Today we are relaunching the CandyFab Project with a new logo and a new wiki site, wiki.candyfab.org.
But more importantly, we are unveiling this new machine, the CandyFab 6000:
It’s a brand new CandyFab– still in beta. A clean break, designed from the ground up with almost no parts in common with the original, the CandyFab 4000. All new mechanics. All new electronics. All new software. Smaller but still big: the build volume is more than 10 liters, but it’s now small enough to fit on a desk top.
Here’s one of the first objects that we fabbed on the CandyFab 6000: a drilled sphere, about two inches in diameter and layer thickness of 1/15 inch. There’s plenty of room for improvement, and finally we have a machine that can be improved.
The machine is designed so that it can be made from scratch– i.e., without dumpster diving for old HP pen plotters. Three axes of quadrature-encoded DC servo motor control. Timing belts and acme lead screws. Food-safe sugar containment. The body is made from laser-cut plywood with acrylic highlights and stainless steel hardware. (Steampunk-compliant brass thumbscrews where appropriate, too.)
The new modular electronics control platform is called Zuccherino— that’s italian for “Sugar cube.” One Arduino-compatible circuit board per axis. (Our prototype above shows X,Y,Z, Heat, and Air axes, plus a master board.)

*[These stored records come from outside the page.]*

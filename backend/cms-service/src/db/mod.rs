/// Database access layer
///
/// Thin per-entity repositories over the PostgreSQL pool. No caching;
/// every call hits the database. Relation-aware reads batch their
/// lookups (`id = ANY($1)`) so serialization never triggers extra
/// fetches.
pub mod category_repo;
pub mod comment_repo;
pub mod post_repo;
pub mod user_repo;
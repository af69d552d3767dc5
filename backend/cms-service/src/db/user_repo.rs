use crate::models::User;
use sqlx::PgPool;
use std::collections::HashMap;

/// Fetch users for a set of ids, keyed by id (batched relation load).
/// The CMS only reads this table.
pub async fn find_by_ids(pool: &PgPool, ids: &[i64]) -> Result<HashMap<i64, User>, sqlx::Error> {
    if ids.is_empty() {
        return Ok(HashMap::new());
    }

    let users = sqlx::query_as::<_, User>(
        r#"
        SELECT id, name, email, created_at, updated_at
        FROM users
        WHERE id = ANY($1)
        "#,
    )
    .bind(ids)
    .fetch_all(pool)
    .await?;

    Ok(users.into_iter().map(|u| (u.id, u)).collect())
}
/// HTTP handlers for the CMS resources
///
/// One module per resource, each exposing the uniform CRUD set:
/// list / create / get / update / delete, plus the category-filtered
/// post listing. Handlers orchestrate payload parsing, validation,
/// file-store writes and repository calls, then serialize through the
/// resource shapes.
pub mod categories;
pub mod comments;
pub mod posts;

pub use categories::{
    create_category, delete_category, get_category, list_categories, update_category,
};
pub use comments::{create_comment, delete_comment, get_comment, list_comments, update_comment};
pub use posts::{
    create_post, delete_post, get_post, get_posts_by_category, list_posts, update_post,
};
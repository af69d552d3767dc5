/// Comment validation
use super::{check_required, is_blank, messages, FieldErrors};
use crate::db::post_repo;
use crate::error::{AppError, Result};
use crate::requests::CommentPayload;
use chrono::{DateTime, Utc};
use sqlx::PgPool;
use validator::ValidateEmail;

/// The validated field set persisted for a comment
#[derive(Debug, Clone)]
pub struct CommentData {
    pub post_id: i64,
    pub name: String,
    pub email: String,
    pub content: String,
    pub is_published: Option<bool>,
    pub published_at: Option<DateTime<Utc>>,
}

fn check_fields(payload: &CommentPayload) -> FieldErrors {
    let mut errors = payload.type_errors.clone();

    check_required("name", payload.name.as_deref(), &mut errors);

    check_required("email", payload.email.as_deref(), &mut errors);
    if let Some(email) = payload.email.as_deref() {
        if !is_blank(Some(email)) && !email.validate_email() {
            errors.add("email", messages::email("email"));
        }
    }

    check_required("content", payload.content.as_deref(), &mut errors);

    if payload.post_id.is_none() {
        errors.add("post_id", messages::required("post_id"));
    }

    errors
}

/// Validate a comment payload; `post_id` must resolve to a real post.
pub async fn validate_comment(pool: &PgPool, payload: &CommentPayload) -> Result<CommentData> {
    let mut errors = check_fields(payload);

    if let Some(post_id) = payload.post_id {
        let post_exists = post_repo::exists(pool, post_id)
            .await
            .map_err(|e| AppError::database("validating", "comment", e))?;
        if !post_exists {
            errors.add("post_id", messages::invalid_selection("post_id"));
        }
    }

    if !errors.is_empty() {
        return Err(AppError::Validation(errors));
    }

    Ok(CommentData {
        post_id: payload.post_id.unwrap_or_default(),
        name: payload.name.clone().unwrap_or_default(),
        email: payload.email.clone().unwrap_or_default(),
        content: payload.content.clone().unwrap_or_default(),
        is_published: payload.is_published,
        published_at: payload.published_at,
    })
}

#[cfg(test)]
mod tests {
    use super::*;

    #[test]
    fn guest_fields_are_required() {
        let errors = check_fields(&CommentPayload::default());

        assert_eq!(errors.messages("name"), &["The name field is required."]);
        assert_eq!(errors.messages("email"), &["The email field is required."]);
        assert_eq!(
            errors.messages("content"),
            &["The content field is required."]
        );
        assert_eq!(
            errors.messages("post_id"),
            &["The post id field is required."]
        );
    }

    #[test]
    fn invalid_email_syntax_is_rejected() {
        let payload = CommentPayload {
            post_id: Some(1),
            name: Some("Ana".to_string()),
            email: Some("not-an-email".to_string()),
            content: Some("Nice post".to_string()),
            ..CommentPayload::default()
        };

        let errors = check_fields(&payload);
        assert_eq!(
            errors.messages("email"),
            &["The email field must be a valid email address."]
        );
    }

    #[test]
    fn valid_comment_fields_pass() {
        let payload = CommentPayload {
            post_id: Some(1),
            name: Some("Ana".to_string()),
            email: Some("ana@example.com".to_string()),
            content: Some("Nice post".to_string()),
            is_published: Some(true),
            ..CommentPayload::default()
        };

        assert!(check_fields(&payload).is_empty());
    }
}
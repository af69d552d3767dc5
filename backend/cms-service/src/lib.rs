/// CMS Service Library
///
/// REST API for managing categories, posts and comments, backed by
/// PostgreSQL with uploaded images stored on a public file tier.
///
/// # Modules
///
/// - `handlers`: HTTP request handlers, one set per resource
/// - `models`: Database entity structures
/// - `requests`: Typed request payloads parsed from JSON or multipart
/// - `validators`: Per-operation field constraint checks
/// - `resources`: JSON serialization shapes for API responses
/// - `db`: Database access layer and repositories
/// - `error`: Error types and response envelopes
/// - `config`: Configuration management
pub mod config;
pub mod db;
pub mod error;
pub mod handlers;
pub mod models;
pub mod requests;
pub mod resources;
pub mod validators;

pub use config::Config;
pub use error::{AppError, Result};
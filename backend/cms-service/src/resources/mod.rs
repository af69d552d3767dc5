/// API resource shapes
///
/// Pure mappings from entities (plus whatever relations the handler
/// eager-loaded) to the stable JSON shapes clients consume. Relations
/// that were not loaded serialize as `null`; nothing here ever touches
/// the database.
use crate::models::{Category, Comment, Post, PostWithRelations, User};
use chrono::{DateTime, Utc};
use serde::Serialize;

#[derive(Debug, Serialize)]
pub struct CategoryResource {
    pub id: i64,
    pub name: String,
    pub description: Option<String>,
    pub image: Option<String>,
    pub is_published: bool,
    pub parent_id: Option<i64>,
    pub created_at: DateTime<Utc>,
    pub updated_at: DateTime<Utc>,
}

impl CategoryResource {
    pub fn new(category: &Category) -> Self {
        Self {
            id: category.id,
            name: category.name.clone(),
            description: category.description.clone(),
            image: category.image.clone(),
            is_published: category.is_published,
            parent_id: category.parent_id,
            created_at: category.created_at,
            updated_at: category.updated_at,
        }
    }

    pub fn collection(categories: &[Category]) -> Vec<Self> {
        categories.iter().map(Self::new).collect()
    }
}

#[derive(Debug, Serialize)]
pub struct UserResource {
    pub id: i64,
    pub name: String,
    pub email: String,
    pub created_at: DateTime<Utc>,
    pub updated_at: DateTime<Utc>,
}

impl UserResource {
    pub fn new(user: &User) -> Self {
        Self {
            id: user.id,
            name: user.name.clone(),
            email: user.email.clone(),
            created_at: user.created_at,
            updated_at: user.updated_at,
        }
    }
}

#[derive(Debug, Serialize)]
pub struct CommentResource {
    pub id: i64,
    pub post_id: i64,
    pub name: String,
    pub email: String,
    pub content: String,
    pub is_published: bool,
    pub published_at: Option<DateTime<Utc>>,
    pub created_at: DateTime<Utc>,
    pub updated_at: DateTime<Utc>,
}

impl CommentResource {
    pub fn new(comment: &Comment) -> Self {
        Self {
            id: comment.id,
            post_id: comment.post_id,
            name: comment.name.clone(),
            email: comment.email.clone(),
            content: comment.content.clone(),
            is_published: comment.is_published,
            published_at: comment.published_at,
            created_at: comment.created_at,
            updated_at: comment.updated_at,
        }
    }

    pub fn collection(comments: &[Comment]) -> Vec<Self> {
        comments.iter().map(Self::new).collect()
    }
}

#[derive(Debug, Serialize)]
pub struct PostResource {
    pub id: i64,
    pub title: String,
    pub content: String,
    pub image_thumbnail: Option<String>,
    pub image_content: Option<String>,
    pub category_id: i64,
    pub category: Option<CategoryResource>,
    pub user_id: Option<i64>,
    pub user: Option<UserResource>,
    pub is_published: bool,
    pub published_at: Option<DateTime<Utc>>,
    pub author: String,
    pub comments_count: Option<i64>,
    pub comments: Option<Vec<CommentResource>>,
    pub created_at: DateTime<Utc>,
    pub updated_at: DateTime<Utc>,
}

impl PostResource {
    pub fn new(loaded: &PostWithRelations) -> Self {
        let post = &loaded.post;
        Self {
            id: post.id,
            title: post.title.clone(),
            content: post.content.clone(),
            image_thumbnail: post.image_thumbnail.clone(),
            image_content: post.image_content.clone(),
            category_id: post.category_id,
            category: loaded.category.as_ref().map(CategoryResource::new),
            user_id: post.user_id,
            user: loaded.user.as_ref().map(UserResource::new),
            is_published: post.is_published,
            published_at: post.published_at,
            author: post.author.clone(),
            comments_count: loaded.comments.as_ref().map(|c| c.len() as i64),
            comments: loaded
                .comments
                .as_ref()
                .map(|c| CommentResource::collection(c)),
            created_at: post.created_at,
            updated_at: post.updated_at,
        }
    }

    /// Serialize a bare post without any loaded relations
    pub fn bare(post: &Post) -> Self {
        Self::new(&PostWithRelations {
            post: post.clone(),
            category: None,
            user: None,
            comments: None,
        })
    }

    pub fn collection(loaded: &[PostWithRelations]) -> Vec<Self> {
        loaded.iter().map(Self::new).collect()
    }
}

#[cfg(test)]
mod tests {
    use super::*;
    use chrono::TimeZone;

    fn at(secs: i64) -> DateTime<Utc> {
        Utc.timestamp_opt(secs, 0).unwrap()
    }

    fn category() -> Category {
        Category {
            id: 1,
            name: "Tech".to_string(),
            description: None,
            image: Some("categories/abc.png".to_string()),
            is_published: true,
            parent_id: None,
            created_at: at(1_700_000_000),
            updated_at: at(1_700_000_000),
        }
    }

    fn post() -> Post {
        Post {
            id: 7,
            title: "Hello".to_string(),
            content: "Body".to_string(),
            image_thumbnail: None,
            image_content: None,
            category_id: 1,
            user_id: Some(3),
            is_published: false,
            published_at: None,
            author: "Ana".to_string(),
            created_at: at(1_700_000_100),
            updated_at: at(1_700_000_100),
        }
    }

    fn comment() -> Comment {
        Comment {
            id: 11,
            post_id: 7,
            name: "Bo".to_string(),
            email: "bo@example.com".to_string(),
            content: "Nice".to_string(),
            is_published: true,
            published_at: None,
            created_at: at(1_700_000_200),
            updated_at: at(1_700_000_200),
        }
    }

    #[test]
    fn post_shape_has_all_keys_with_null_unloaded_relations() {
        let value = serde_json::to_value(PostResource::bare(&post())).unwrap();

        let object = value.as_object().unwrap();
        for key in [
            "id",
            "title",
            "content",
            "image_thumbnail",
            "image_content",
            "category_id",
            "category",
            "user_id",
            "user",
            "is_published",
            "published_at",
            "author",
            "comments_count",
            "comments",
            "created_at",
            "updated_at",
        ] {
            assert!(object.contains_key(key), "missing key {}", key);
        }

        assert_eq!(value["category"], serde_json::Value::Null);
        assert_eq!(value["user"], serde_json::Value::Null);
        assert_eq!(value["comments"], serde_json::Value::Null);
        assert_eq!(value["comments_count"], serde_json::Value::Null);
        assert_eq!(value["category_id"], 1);
        assert_eq!(value["user_id"], 3);
    }

    #[test]
    fn post_shape_with_loaded_relations() {
        let loaded = PostWithRelations {
            post: post(),
            category: Some(category()),
            user: None,
            comments: Some(vec![comment()]),
        };

        let value = serde_json::to_value(PostResource::new(&loaded)).unwrap();
        assert_eq!(value["category"]["name"], "Tech");
        assert_eq!(value["comments_count"], 1);
        assert_eq!(value["comments"][0]["content"], "Nice");
        assert_eq!(value["user"], serde_json::Value::Null);
    }

    #[test]
    fn loaded_empty_comments_serialize_as_empty_list_with_zero_count() {
        let loaded = PostWithRelations {
            post: post(),
            category: None,
            user: None,
            comments: Some(vec![]),
        };

        let value = serde_json::to_value(PostResource::new(&loaded)).unwrap();
        assert_eq!(value["comments"], serde_json::json!([]));
        assert_eq!(value["comments_count"], 0);
    }

    #[test]
    fn category_resource_keeps_stored_image_path() {
        let value = serde_json::to_value(CategoryResource::new(&category())).unwrap();
        assert_eq!(value["image"], "categories/abc.png");
        assert_eq!(value["is_published"], true);
        assert_eq!(value["parent_id"], serde_json::Value::Null);
    }

    #[test]
    fn comment_resource_shape() {
        let value = serde_json::to_value(CommentResource::new(&comment())).unwrap();
        assert_eq!(value["post_id"], 7);
        assert_eq!(value["email"], "bo@example.com");
        assert_eq!(value["published_at"], serde_json::Value::Null);
    }
}
use crate::db::{category_repo, comment_repo, user_repo};
use crate::models::{Post, PostWithRelations};
use crate::validators::PostData;
use sqlx::PgPool;

const COLUMNS: &str = "id, title, content, image_thumbnail, image_content, category_id, \
                       user_id, is_published, published_at, author, created_at, updated_at";

/// List all posts ordered by id
pub async fn all(pool: &PgPool) -> Result<Vec<Post>, sqlx::Error> {
    sqlx::query_as::<_, Post>(&format!("SELECT {} FROM posts ORDER BY id", COLUMNS))
        .fetch_all(pool)
        .await
}

/// Find a post by ID
pub async fn find(pool: &PgPool, id: i64) -> Result<Option<Post>, sqlx::Error> {
    sqlx::query_as::<_, Post>(&format!("SELECT {} FROM posts WHERE id = $1", COLUMNS))
        .bind(id)
        .fetch_optional(pool)
        .await
}

/// Posts belonging to one category, ordered by id
pub async fn where_category(pool: &PgPool, category_id: i64) -> Result<Vec<Post>, sqlx::Error> {
    sqlx::query_as::<_, Post>(&format!(
        "SELECT {} FROM posts WHERE category_id = $1 ORDER BY id",
        COLUMNS
    ))
    .bind(category_id)
    .fetch_all(pool)
    .await
}

/// Whether a post row exists
pub async fn exists(pool: &PgPool, id: i64) -> Result<bool, sqlx::Error> {
    sqlx::query_scalar::<_, bool>("SELECT EXISTS(SELECT 1 FROM posts WHERE id = $1)")
        .bind(id)
        .fetch_one(pool)
        .await
}

/// Create a post. The image arguments are stored file paths from the
/// public tier.
pub async fn create(
    pool: &PgPool,
    data: &PostData,
    image_thumbnail: Option<&str>,
    image_content: Option<&str>,
) -> Result<Post, sqlx::Error> {
    sqlx::query_as::<_, Post>(&format!(
        r#"
        INSERT INTO posts
            (title, content, image_thumbnail, image_content, category_id,
             user_id, is_published, published_at, author)
        VALUES ($1, $2, $3, $4, $5, $6, COALESCE($7, FALSE), $8, $9)
        RETURNING {}
        "#,
        COLUMNS
    ))
    .bind(&data.title)
    .bind(&data.content)
    .bind(image_thumbnail)
    .bind(image_content)
    .bind(data.category_id)
    .bind(data.user_id)
    .bind(data.is_published)
    .bind(data.published_at)
    .bind(&data.author)
    .fetch_one(pool)
    .await
}

/// Update a post. Optional fields that were not submitted keep their
/// stored value; each image path only changes when that upload was
/// replaced.
pub async fn update(
    pool: &PgPool,
    id: i64,
    data: &PostData,
    image_thumbnail: Option<&str>,
    image_content: Option<&str>,
) -> Result<Post, sqlx::Error> {
    sqlx::query_as::<_, Post>(&format!(
        r#"
        UPDATE posts
        SET title = $1,
            content = $2,
            image_thumbnail = COALESCE($3, image_thumbnail),
            image_content = COALESCE($4, image_content),
            category_id = $5,
            user_id = COALESCE($6, user_id),
            is_published = COALESCE($7, is_published),
            published_at = COALESCE($8, published_at),
            author = $9,
            updated_at = NOW()
        WHERE id = $10
        RETURNING {}
        "#,
        COLUMNS
    ))
    .bind(&data.title)
    .bind(&data.content)
    .bind(image_thumbnail)
    .bind(image_content)
    .bind(data.category_id)
    .bind(data.user_id)
    .bind(data.is_published)
    .bind(data.published_at)
    .bind(&data.author)
    .bind(id)
    .fetch_one(pool)
    .await
}

/// Delete a post row. Returns the number of rows removed.
pub async fn delete(pool: &PgPool, id: i64) -> Result<u64, sqlx::Error> {
    let result = sqlx::query("DELETE FROM posts WHERE id = $1")
        .bind(id)
        .execute(pool)
        .await?;

    Ok(result.rows_affected())
}

// ============================================
// Relation-aware reads
// ============================================

/// All posts with `category` and `user` eager-loaded (comments left
/// unloaded)
pub async fn all_with_relations(pool: &PgPool) -> Result<Vec<PostWithRelations>, sqlx::Error> {
    let posts = all(pool).await?;
    attach_relations(pool, posts).await
}

/// Posts for one category with `category` and `user` eager-loaded
pub async fn where_category_with_relations(
    pool: &PgPool,
    category_id: i64,
) -> Result<Vec<PostWithRelations>, sqlx::Error> {
    let posts = where_category(pool, category_id).await?;
    attach_relations(pool, posts).await
}

/// One post with `category`, `user` and `comments` eager-loaded
pub async fn find_with_relations(
    pool: &PgPool,
    id: i64,
) -> Result<Option<PostWithRelations>, sqlx::Error> {
    let Some(post) = find(pool, id).await? else {
        return Ok(None);
    };

    let mut loaded = attach_relations(pool, vec![post]).await?;
    let mut entry = loaded.remove(0);
    entry.comments = Some(comment_repo::for_post(pool, id).await?);

    Ok(Some(entry))
}

/// Batch-load the belongs-to relations for a page of posts
async fn attach_relations(
    pool: &PgPool,
    posts: Vec<Post>,
) -> Result<Vec<PostWithRelations>, sqlx::Error> {
    let mut category_ids: Vec<i64> = posts.iter().map(|p| p.category_id).collect();
    category_ids.sort_unstable();
    category_ids.dedup();

    let mut user_ids: Vec<i64> = posts.iter().filter_map(|p| p.user_id).collect();
    user_ids.sort_unstable();
    user_ids.dedup();

    let categories = category_repo::find_by_ids(pool, &category_ids).await?;
    let users = user_repo::find_by_ids(pool, &user_ids).await?;

    Ok(posts
        .into_iter()
        .map(|post| {
            let category = categories.get(&post.category_id).cloned();
            let user = post.user_id.and_then(|id| users.get(&id).cloned());
            PostWithRelations {
                post,
                category,
                user,
                comments: None,
            }
        })
        .collect())
}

It’s an expandable system for all kinds of motion control projects, and we’ll be making kit versions of all of the Zuccherino boards later this summer.
We’ve also got new cross platform control software — called CandyFabulous underway, and it’s looking sweet.
And… oh can it fab sugar. In the photo here we’re partway through printing an hollow torus eight inches in diameter.
Where from here? Check out more details at CandyFab Project.
Finally, you can see the CandyFab 6000 first hand– this weekend at Maker Faire! We’ll be showing it off at booth #293, in the Expo Hall.